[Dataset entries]
+++

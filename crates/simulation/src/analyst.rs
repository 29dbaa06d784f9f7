//! Analyst instances: immutable profile, shared archetype, exclusive state.

use std::collections::{BTreeMap, VecDeque};
use std::sync::Arc;

use archetypes::{ArchetypeDefinition, InteractionEffects, InteractionInputs};
use behaviors::productivity::BUDGET_WINDOW_DAYS;
use chrono::{Duration, NaiveDate};
use lifecycle::{Idea, LifecyclePolicy, StageChange};
use performance::{FeedbackConfig, RollingPerformance};
use rand::SeedableRng;
use rand::rngs::StdRng;
use serde::{Deserialize, Serialize};
use types::{ActionId, AnalystId, IdeaId, IdeaStage, SecurityId, Sector, Timestamp};

use crate::incident::CapacityViolation;

// =============================================================================
// AnalystProfile
// =============================================================================

/// Static identity of an analyst. Never mutated after creation.
#[derive(Debug, Clone, PartialEq, Serialize, Deserialize)]
pub struct AnalystProfile {
    pub id: AnalystId,
    pub name: String,
    /// Name of the archetype the analyst was built from.
    pub archetype: String,
    pub start_date: NaiveDate,
    pub years_experience: f64,
    /// Distinct sectors of the coverage universe, sorted.
    pub primary_sectors: Vec<Sector>,
    /// Securities the analyst may research, sorted.
    pub coverage_universe: Vec<SecurityId>,
}

impl AnalystProfile {
    pub fn covers(&self, security: &str) -> bool {
        self.coverage_universe
            .binary_search_by(|s| s.as_str().cmp(security))
            .is_ok()
    }
}

// =============================================================================
// AnalystState
// =============================================================================

/// Mutable per-analyst state. Owned by exactly one [`AnalystInstance`].
#[derive(Debug, Clone, PartialEq, Serialize, Deserialize)]
pub struct AnalystState {
    open_ideas: BTreeMap<SecurityId, Idea>,
    closed_ideas: Vec<Idea>,
    next_idea_seq: u32,
    recent_actions: VecDeque<Timestamp>,
    last_action_at: Option<Timestamp>,
    last_relevant_at: Option<Timestamp>,
    targets: BTreeMap<SecurityId, f64>,
    actions_emitted: u64,
    ideas_opened: u64,
    performance: RollingPerformance,
}

impl AnalystState {
    pub fn new(feedback: FeedbackConfig) -> Self {
        Self {
            open_ideas: BTreeMap::new(),
            closed_ideas: Vec::new(),
            next_idea_seq: 1,
            recent_actions: VecDeque::new(),
            last_action_at: None,
            last_relevant_at: None,
            targets: BTreeMap::new(),
            actions_emitted: 0,
            ideas_opened: 0,
            performance: RollingPerformance::new(feedback),
        }
    }

    /// Number of open (non-terminal) ideas.
    pub fn active_ideas(&self) -> usize {
        self.open_ideas.len()
    }

    pub fn open_ideas(&self) -> impl Iterator<Item = &Idea> {
        self.open_ideas.values()
    }

    pub fn closed_ideas(&self) -> &[Idea] {
        &self.closed_ideas
    }

    pub fn idea(&self, security: &str) -> Option<&Idea> {
        self.open_ideas.get(security)
    }

    pub fn ideas_opened(&self) -> u64 {
        self.ideas_opened
    }

    pub fn actions_emitted(&self) -> u64 {
        self.actions_emitted
    }

    pub fn last_action_at(&self) -> Option<Timestamp> {
        self.last_action_at
    }

    /// Most recent relevant event or action.
    pub fn last_activity(&self) -> Option<Timestamp> {
        self.last_action_at.max(self.last_relevant_at)
    }

    /// Latest published target for a security.
    pub fn target(&self, security: &str) -> Option<f64> {
        self.targets.get(security).copied()
    }

    pub fn performance(&self) -> &RollingPerformance {
        &self.performance
    }

    pub(crate) fn performance_mut(&mut self) -> &mut RollingPerformance {
        &mut self.performance
    }

    /// Actions in the trailing budget window ending at `now`. An action
    /// exactly one window old has expired, matching `TimedWindow`.
    pub fn recent_action_count(&self, now: Timestamp) -> usize {
        let cutoff = now - types::time::days(BUDGET_WINDOW_DAYS);
        self.recent_actions.iter().filter(|t| **t > cutoff).count()
    }

    /// Open a new idea, enforcing the coverage capacity bound.
    pub(crate) fn open_idea(
        &mut self,
        analyst: AnalystId,
        security: &str,
        at: Timestamp,
        min_duration: Duration,
        max_active: usize,
    ) -> Result<IdeaId, CapacityViolation> {
        if self.open_ideas.len() >= max_active {
            return Err(CapacityViolation {
                analyst,
                security: security.to_string(),
                at,
                active: self.open_ideas.len(),
                max: max_active,
            });
        }
        let id = IdeaId::new(analyst, self.next_idea_seq);
        self.next_idea_seq += 1;
        self.ideas_opened += 1;
        self.open_ideas
            .insert(security.to_string(), Idea::open(id, security, at, min_duration));
        Ok(id)
    }

    /// Move an open idea; terminal ideas leave the open set.
    pub(crate) fn transition(
        &mut self,
        security: &str,
        to: IdeaStage,
        at: Timestamp,
        action: Option<ActionId>,
        next_min: Duration,
        policy: &LifecyclePolicy,
    ) -> Option<lifecycle::Result<StageChange>> {
        let idea = self.open_ideas.get_mut(security)?;
        let result = idea
            .transition(to, at, action, next_min, policy)
            .map(|change| change.clone());
        if result.is_ok()
            && to.is_terminal()
            && let Some(closed) = self.open_ideas.remove(security)
        {
            self.closed_ideas.push(closed);
        }
        Some(result)
    }

    pub(crate) fn record_action(&mut self, at: Timestamp) {
        let cutoff = at - types::time::days(BUDGET_WINDOW_DAYS);
        while self.recent_actions.front().is_some_and(|t| *t <= cutoff) {
            self.recent_actions.pop_front();
        }
        self.recent_actions.push_back(at);
        self.last_action_at = Some(at);
        self.actions_emitted += 1;
    }

    pub(crate) fn mark_relevant(&mut self, at: Timestamp) {
        self.last_relevant_at = Some(at);
    }

    pub(crate) fn set_target(&mut self, security: &str, target: f64) {
        self.targets.insert(security.to_string(), target);
    }
}

// =============================================================================
// AnalystInstance
// =============================================================================

/// Profile + shared archetype + exclusively owned state and RNG.
#[derive(Debug, Clone)]
pub struct AnalystInstance {
    profile: AnalystProfile,
    archetype: Arc<ArchetypeDefinition>,
    state: AnalystState,
    rng: StdRng,
}

impl AnalystInstance {
    /// Build an instance with an RNG derived from `run_seed` and the analyst id.
    pub fn new(
        profile: AnalystProfile,
        archetype: Arc<ArchetypeDefinition>,
        feedback: FeedbackConfig,
        run_seed: u64,
    ) -> Self {
        let rng = StdRng::seed_from_u64(analyst_seed(run_seed, profile.id));
        Self {
            profile,
            archetype,
            state: AnalystState::new(feedback),
            rng,
        }
    }

    pub fn id(&self) -> AnalystId {
        self.profile.id
    }

    pub fn profile(&self) -> &AnalystProfile {
        &self.profile
    }

    pub fn archetype(&self) -> &ArchetypeDefinition {
        &self.archetype
    }

    pub fn archetype_handle(&self) -> &Arc<ArchetypeDefinition> {
        &self.archetype
    }

    pub fn state(&self) -> &AnalystState {
        &self.state
    }

    pub fn covers(&self, security: &str) -> bool {
        self.profile.covers(security)
    }

    /// Interaction effects given the analyst's current confidence and load.
    pub fn effects(&self, now: Timestamp) -> InteractionEffects {
        let recent = self.state.recent_action_count(now);
        self.archetype.effects(InteractionInputs {
            confidence: self.state.performance().confidence(),
            workload: self.archetype.productivity().workload(recent),
        })
    }

    pub(crate) fn parts_mut(&mut self) -> (&ArchetypeDefinition, &mut AnalystState, &mut StdRng) {
        (self.archetype.as_ref(), &mut self.state, &mut self.rng)
    }

    pub(crate) fn state_mut(&mut self) -> &mut AnalystState {
        &mut self.state
    }

    pub(crate) fn rng_mut(&mut self) -> &mut StdRng {
        &mut self.rng
    }
}

/// Per-analyst seed: decorrelated from neighbouring ids, stable across runs.
pub fn analyst_seed(run_seed: u64, id: AnalystId) -> u64 {
    run_seed ^ id.0.wrapping_add(1).wrapping_mul(0x9E37_79B9_7F4A_7C15)
}

#[cfg(test)]
mod tests {
    use super::*;
    use chrono::{TimeZone, Utc};

    fn t(day: u32) -> Timestamp {
        Utc.with_ymd_and_hms(2023, 1, day, 10, 0, 0).unwrap()
    }

    #[test]
    fn test_capacity_bound() {
        let mut state = AnalystState::new(FeedbackConfig::default());
        let a = AnalystId(1);
        state.open_idea(a, "A", t(1), Duration::zero(), 2).unwrap();
        state.open_idea(a, "B", t(1), Duration::zero(), 2).unwrap();
        let err = state.open_idea(a, "C", t(2), Duration::zero(), 2).unwrap_err();
        assert_eq!(err.active, 2);
        assert_eq!(state.active_ideas(), 2);
    }

    #[test]
    fn test_terminal_idea_frees_capacity() {
        let policy = LifecyclePolicy::default();
        let mut state = AnalystState::new(FeedbackConfig::default());
        let a = AnalystId(1);
        let id = state.open_idea(a, "A", t(1), Duration::zero(), 1).unwrap();
        assert_eq!(id, IdeaId::new(a, 1));
        state
            .transition("A", IdeaStage::Wip, t(2), None, Duration::zero(), &policy)
            .unwrap()
            .unwrap();
        state
            .transition("A", IdeaStage::Pass, t(3), None, Duration::zero(), &policy)
            .unwrap()
            .unwrap();
        assert_eq!(state.active_ideas(), 0);
        assert_eq!(state.closed_ideas().len(), 1);
        let next = state.open_idea(a, "B", t(4), Duration::zero(), 1).unwrap();
        assert_eq!(next.seq, 2);
    }

    #[test]
    fn test_budget_window() {
        let mut state = AnalystState::new(FeedbackConfig::default());
        state.record_action(t(1));
        state.record_action(t(2));
        assert_eq!(state.recent_action_count(t(3)), 2);

        // An action exactly one window old no longer counts.
        assert_eq!(state.recent_action_count(t(31)), 1);
        assert_eq!(state.recent_action_count(t(1) + Duration::days(31)), 0);

        state.record_action(t(31));
        assert_eq!(state.recent_action_count(t(31)), 2);
    }

    #[test]
    fn test_analyst_seeds_differ() {
        assert_ne!(analyst_seed(1, AnalystId(1)), analyst_seed(1, AnalystId(2)));
        assert_eq!(analyst_seed(9, AnalystId(3)), analyst_seed(9, AnalystId(3)));
    }
}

+++

What is expected = Starting with the first line of the entries, transcribe every line up to and including the one with "use behaviors::productivity::BUDGET_WINDOW_DAYS;".

Answer space =
filename crates/simulation/src/analyst.rs
repository 29dbaa06d784f9f7
//! Analyst instances: immutable profile, shared archetype, exclusive state.

use std::collections::{BTreeMap, VecDeque};
use std::sync::Arc;

use archetypes::{ArchetypeDefinition, InteractionEffects, InteractionInputs};
use behaviors::productivity::BUDGET_WINDOW_DAYS;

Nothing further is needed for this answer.